Posted to users@spamassassin.apache.org by san <sa...@gmail.com> on 2006/12/18 19:41:40 UTC

Gif attachment spam

Hi,
Iam getting lot of spams with .Gif attachment. will the follwing rule will
be able to catch such spam, when i tried its not pulling up anything sort
of, can anybody correct is this rule is correct to catch gif spam. 
http://www.nabble.com/file/4866/s.gif 
body     GIF_ATTACH   /name=\"?[0-9a-z._\-]{3,18}\.gif\"?/i
Score    GIF_ATTACH	5.0
describe GIF_ATTACH	describes gif attachment
-- 
View this message in context: http://www.nabble.com/Gif-attachment-spam-tf2841594.html#a7934106
Sent from the SpamAssassin - Users mailing list archive at Nabble.com.

Re: Gif attachment spam

Posted by Theo Van Dinter <fe...@apache.org>.

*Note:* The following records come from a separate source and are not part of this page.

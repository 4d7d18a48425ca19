use anyhow::{anyhow, Result};
use healthcare_client::{deid::Settings, Config, Token, DEFAULT_ENDPOINT};
use log::{debug, warn};

use crate::{args::Args, utils::io::read_token_from_stdin};

pub const TOKEN_ENV_VARIABLE_NAME: &str = "GOOGLE_OAUTH_ACCESS_TOKEN";

/// Dataset and store identifiers from the environment, with command line overrides applied.
pub fn read_settings(args: &Args, lookup: impl Fn(&str) -> Option<String>) -> Settings {
    let from_env = Settings::from_lookup(lookup);
    let or_env = |arg: &Option<String>, env: Option<String>| {
        arg.clone()
            .filter(|value| !value.trim().is_empty())
            .or(env)
    };

    let settings = Settings {
        project: or_env(&args.project, from_env.project),
        location: or_env(&args.location, from_env.location),
        dataset: or_env(&args.dataset, from_env.dataset),
        source_store: or_env(&args.source_store, from_env.source_store),
        destination_store: or_env(&args.destination_store, from_env.destination_store),
    };
    debug!("Using settings {:?}", settings);
    settings
}

pub fn client_config(args: &Args, lookup: impl Fn(&str) -> Option<String>) -> Result<Config> {
    let token = match args
        .token
        .clone()
        .or_else(|| lookup(TOKEN_ENV_VARIABLE_NAME))
        .filter(|token| !token.trim().is_empty())
    {
        Some(token) => token,
        None => read_token_from_stdin()?.ok_or_else(|| {
            anyhow!(
                "No access token: pass --token or set {}",
                TOKEN_ENV_VARIABLE_NAME
            )
        })?,
    };

    if args.accept_invalid_certificates {
        warn!(concat!(
            "TLS certificate verification is disabled. ",
            "Do NOT use this over an insecure network."
        ));
    }

    Ok(Config {
        endpoint: args
            .endpoint
            .clone()
            .unwrap_or_else(|| DEFAULT_ENDPOINT.clone()),
        token: Token(token),
        accept_invalid_certificates: args.accept_invalid_certificates,
        proxy: args.proxy.clone(),
        ..Default::default()
    })
}
use std::{
    sync::{
        atomic::{AtomicBool, Ordering::SeqCst},
        Arc,
    },
    thread,
    time::Duration,
};

/// How to wait for a long-running operation.
#[derive(Clone, Debug, PartialEq)]
pub struct PollConfig {
    /// Amount of time to wait before the second poll.
    pub interval: Duration,
    /// Amount to scale the wait by after every poll. The wait after poll N (counting from zero)
    /// is `interval * backoff_factor^N`. Factors below 1 or not finite are treated as 1.
    pub backoff_factor: f64,
    /// Upper bound on a single wait, if any.
    pub max_interval: Option<Duration>,
    /// Give up once the operation has been running for this long, if set.
    pub timeout: Option<Duration>,
}

impl Default for PollConfig {
    fn default() -> Self {
        PollConfig {
            interval: Duration::from_secs(1),
            backoff_factor: 1.0,
            max_interval: None,
            timeout: None,
        }
    }
}

impl PollConfig {
    pub fn wait_after(&self, i_poll: u32) -> Duration {
        if self.interval.is_zero() {
            return Duration::ZERO;
        }
        let wait_factor = self
            .effective_backoff_factor()
            .powi(i_poll.try_into().unwrap_or(i32::MAX));
        let wait = Duration::try_from_secs_f64(self.interval.as_secs_f64() * wait_factor)
            .unwrap_or(Duration::MAX);
        match self.max_interval {
            Some(max_interval) => wait.min(max_interval),
            None => wait,
        }
    }

    /// `backoff_factor`, or 1 when it is below 1 or not finite.
    pub fn effective_backoff_factor(&self) -> f64 {
        if self.backoff_factor.is_finite() && self.backoff_factor >= 1.0 {
            self.backoff_factor
        } else {
            1.0
        }
    }
}

pub trait Sleeper {
    fn sleep(&self, duration: Duration);
}

impl<SleeperT: Sleeper + ?Sized> Sleeper for &SleeperT {
    fn sleep(&self, duration: Duration) {
        (**self).sleep(duration)
    }
}

/// Blocks the calling thread.
#[derive(Copy, Clone, Debug, Default)]
pub struct ThreadSleeper;

impl Sleeper for ThreadSleeper {
    fn sleep(&self, duration: Duration) {
        thread::sleep(duration)
    }
}

/// Cooperative stop signal, checked before every poll. Clones share the same flag.
#[derive(Clone, Debug, Default)]
pub struct CancellationToken {
    cancelled: Arc<AtomicBool>,
}

impl CancellationToken {
    pub fn new() -> Self {
        Self::default()
    }

    pub fn cancel(&self) {
        self.cancelled.store(true, SeqCst);
    }

    pub fn is_cancelled(&self) -> bool {
        self.cancelled.load(SeqCst)
    }
}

On Mon, Dec 18, 2006 at 10:41:40AM -0800, san wrote:
> Iam getting lot of spams with .Gif attachment. will the follwing rule will
> be able to catch such spam, when i tried its not pulling up anything sort
> of, can anybody correct is this rule is correct to catch gif spam. 

No, it won't work.

> body     GIF_ATTACH   /name=\"?[0-9a-z._\-]{3,18}\.gif\"?/i

MIME headers aren't part of the "body" as far as SA is concerned.  There are
already a number of rules to deal with this stuff available via sa-update.  If
you want to roll your own, look at the MIMEHeader plugin.

-- 
Randomly Selected Tagline:
A few cans short of a six pack, Six short.